Report how many lines in the listing below include the string "ramen", and write nothing more.
..........
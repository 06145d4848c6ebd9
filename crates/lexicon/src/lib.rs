//! VibeCheck query lexicon.
//!
//! Everything in this crate is pure string work that happens before a query
//! reaches the embedding models:
//!
//! - [`boost_query`] rewrites free text so that cuisine, vibe and price terms
//!   carry more weight in the sentence embedding. Matched terms are appended
//!   to the end of the query so the original wording is never altered.
//! - [`NeighborhoodResolver`] maps free text ("cheap ramen in the LES") to a
//!   canonical neighborhood label ("Lower East Side") that the result filter
//!   compares against hydrated restaurant records.
//! - [`extract_zip`] and [`NeighborhoodResolver::neighborhood_for_zip`] turn a
//!   street address into the same canonical label.
//!
//! ## Pure function guarantee
//!
//! No I/O and no global mutable state. The built-in [`Lexicon`] and resolver
//! tables are compiled in and immutable; build them once at startup and share
//! them behind an `Arc`.
//!
//! ```rust
//! use lexicon::{boost_query, Lexicon, NeighborhoodResolver};
//!
//! let lexicon = Lexicon::default();
//! let boosted = boost_query("cheap ramen in the east village", &lexicon);
//! assert_eq!(boosted, "cheap ramen in the east village ramen ramen cheap");
//!
//! let resolver = NeighborhoodResolver::default();
//! assert_eq!(resolver.resolve("cheap ramen in the east village"), Some("East Village"));
//! ```

mod boost;
mod error;
mod keywords;
mod neighborhood;
mod token;

pub use crate::boost::boost_query;
pub use crate::error::LexiconError;
pub use crate::keywords::{
    KeywordCategory, Lexicon, CUISINE_MULTIPLIER, CUISINE_TERMS, PRICE_MULTIPLIER, PRICE_TERMS,
    VIBE_MULTIPLIER, VIBE_TERMS,
};
pub use crate::neighborhood::{
    extract_zip, NeighborhoodResolver, NEIGHBORHOOD_VARIANTS, ZIP_NEIGHBORHOODS,
};
pub use crate::token::query_tokens;
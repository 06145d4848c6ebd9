use std::fs;
use std::path::Path;

use crate::{faiss, npy, FlatIpIndex, IndexError};

/// Loads the index/id file pair, refusing anything that looks missing or corrupt.
pub fn load_pair(
    index_path: &Path,
    ids_path: &Path,
    min_index_bytes: u64,
) -> Result<(FlatIpIndex, Vec<i64>), IndexError> {
    let size = file_size(index_path)?;
    if size < min_index_bytes {
        return Err(IndexError::TooSmall {
            path: index_path.to_path_buf(),
            size,
            min: min_index_bytes,
        });
    }
    file_size(ids_path)?;

    let flat = faiss::read_flat_ip(index_path)?;
    let ids = npy::read_ids(ids_path)?;
    if ids.is_empty() {
        return Err(IndexError::EmptyIds(ids_path.to_path_buf()));
    }
    if ids.len() != flat.len() {
        return Err(IndexError::CountMismatch {
            vectors: flat.len(),
            ids: ids.len(),
        });
    }
    Ok((flat, ids))
}

/// Writes the pair in the formats [`load_pair`] reads.
pub fn write_pair(
    index_path: &Path,
    ids_path: &Path,
    flat: &FlatIpIndex,
    ids: &[i64],
) -> Result<(), IndexError> {
    if ids.len() != flat.len() {
        return Err(IndexError::CountMismatch {
            vectors: flat.len(),
            ids: ids.len(),
        });
    }
    for path in [index_path, ids_path] {
        if let Some(parent) = path.parent().filter(|p| !p.as_os_str().is_empty()) {
            fs::create_dir_all(parent).map_err(|e| IndexError::io(parent, e))?;
        }
    }
    faiss::write_flat_ip(index_path, flat)?;
    npy::write_ids(ids_path, ids)
}

fn file_size(path: &Path) -> Result<u64, IndexError> {
    match fs::metadata(path) {
        Ok(meta) => Ok(meta.len()),
        Err(e) if e.kind() == std::io::ErrorKind::NotFound => {
            Err(IndexError::MissingFile(path.to_path_buf()))
        }
        Err(e) => Err(IndexError::io(path, e)),
    }
}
..........
- _RESULT BELOW_:
4